**Requirement:** Search the data below for lines that include the word "crate" and state how many there are, nothing else.

(Dataset entries)
▬▬▬
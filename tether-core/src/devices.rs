//! Device enumeration via `host:devices-l`.
//!
//! The listing body is one device per line, whitespace separated:
//!
//! ```text
//! 59652cce               device usb:34603008X product:NE2213EEA model:NE2213 device:OP516FL1 transport_id:5
//! emulator-5554          offline transport_id:2
//! ```
//!
//! Only the serial (first field) and `transport_id:` are required. Lines
//! without a usable transport id are skipped, since unauthorized or
//! half-connected entries can legitimately appear in the listing.

use futures::StreamExt;
use tokio::io::{AsyncRead, AsyncWrite, AsyncWriteExt};
use tokio_util::codec::FramedRead;
use tracing::{debug, trace};

use crate::codec::HostCodec;
use crate::error::{Result, TetherError};
use crate::server::ServerConfig;
use crate::session;
use crate::transport;

/// Query string for the long-form device listing.
pub const LIST_DEVICES_QUERY: &str = "host:devices-l";

// ── DeviceState ──────────────────────────────────────────────────

/// Connection state column of a listing line.
#[derive(Debug, Clone, PartialEq, Eq)]
pub enum DeviceState {
    Device,
    Offline,
    Unauthorized,
    Other(String),
}

impl DeviceState {
    fn parse(token: &str) -> Self {
        match token {
            "device" => Self::Device,
            "offline" => Self::Offline,
            "unauthorized" => Self::Unauthorized,
            other => Self::Other(other.to_string()),
        }
    }

    pub fn is_online(&self) -> bool {
        matches!(self, Self::Device)
    }
}

// ── DeviceRecord ─────────────────────────────────────────────────

/// One attached device or emulator, as reported by the server.
#[derive(Debug, Clone, PartialEq, Eq)]
pub struct DeviceRecord {
    pub serial: String,
    pub transport_id: u64,
    /// Second column, when it is a bare word rather than `key:value`.
    pub state: Option<DeviceState>,
    pub product: Option<String>,
    pub model: Option<String>,
    pub device: Option<String>,
}

impl DeviceRecord {
    pub fn new(serial: impl Into<String>, transport_id: u64) -> Self {
        Self {
            serial: serial.into(),
            transport_id,
            state: None,
            product: None,
            model: None,
            device: None,
        }
    }
}

/// Parse one listing line. `None` when the line carries no
/// `transport_id:<digits>` field.
///
/// If several `transport_id:` fields appear the first one wins.
pub fn parse_device_line(line: &str) -> Option<DeviceRecord> {
    let mut fields = line.split_whitespace();
    let serial = fields.next()?;

    let mut transport_id = None;
    let mut record = DeviceRecord::new(serial, 0);
    for (idx, field) in fields.enumerate() {
        match field.split_once(':') {
            Some(("transport_id", digits)) if is_digits(digits) => {
                if transport_id.is_none() {
                    transport_id = Some(digits.parse::<u64>().ok()?);
                }
            }
            Some(("product", v)) => record.product = Some(v.to_string()),
            Some(("model", v)) => record.model = Some(v.to_string()),
            Some(("device", v)) => record.device = Some(v.to_string()),
            Some(_) => {}
            None if idx == 0 => record.state = Some(DeviceState::parse(field)),
            None => {}
        }
    }

    record.transport_id = transport_id?;
    Some(record)
}

fn is_digits(s: &str) -> bool {
    !s.is_empty() && s.bytes().all(|b| b.is_ascii_digit())
}

/// Parse a whole listing body, dropping lines that yield no record.
pub fn parse_device_list(body: &str) -> Vec<DeviceRecord> {
    body.lines()
        .filter(|line| !line.trim().is_empty())
        .filter_map(|line| {
            let record = parse_device_line(line);
            if record.is_none() {
                trace!(line, "skipping listing line without transport id");
            }
            record
        })
        .collect()
}

// ── Queries ──────────────────────────────────────────────────────

/// Enumerate attached devices on a fresh connection.
///
/// The connection is closed before returning, whether the query
/// succeeded or not.
pub async fn list_devices(config: &ServerConfig) -> Result<Vec<DeviceRecord>> {
    let mut conn = transport::connect(config).await?;
    let result = list_devices_on(&mut conn).await;
    let _ = conn.shutdown().await;
    result
}

/// Run the listing query on an already-connected socket.
pub async fn list_devices_on<S>(conn: &mut S) -> Result<Vec<DeviceRecord>>
where
    S: AsyncRead + AsyncWrite + Unpin,
{
    session::send(conn, LIST_DEVICES_QUERY).await?;

    // The server closes its side after the body, so buffering past it
    // through the framed reader is harmless.
    let mut frames = FramedRead::new(conn, HostCodec);
    let body = match frames.next().await {
        Some(frame) => frame?,
        None => return Err(TetherError::Protocol("unexpected end of stream")),
    };

    let devices = parse_device_list(&body);
    debug!(count = devices.len(), "listed devices");
    Ok(devices)
}

// ── Tests ────────────────────────────────────────────────────────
▬▬▬
**Final answer:** 5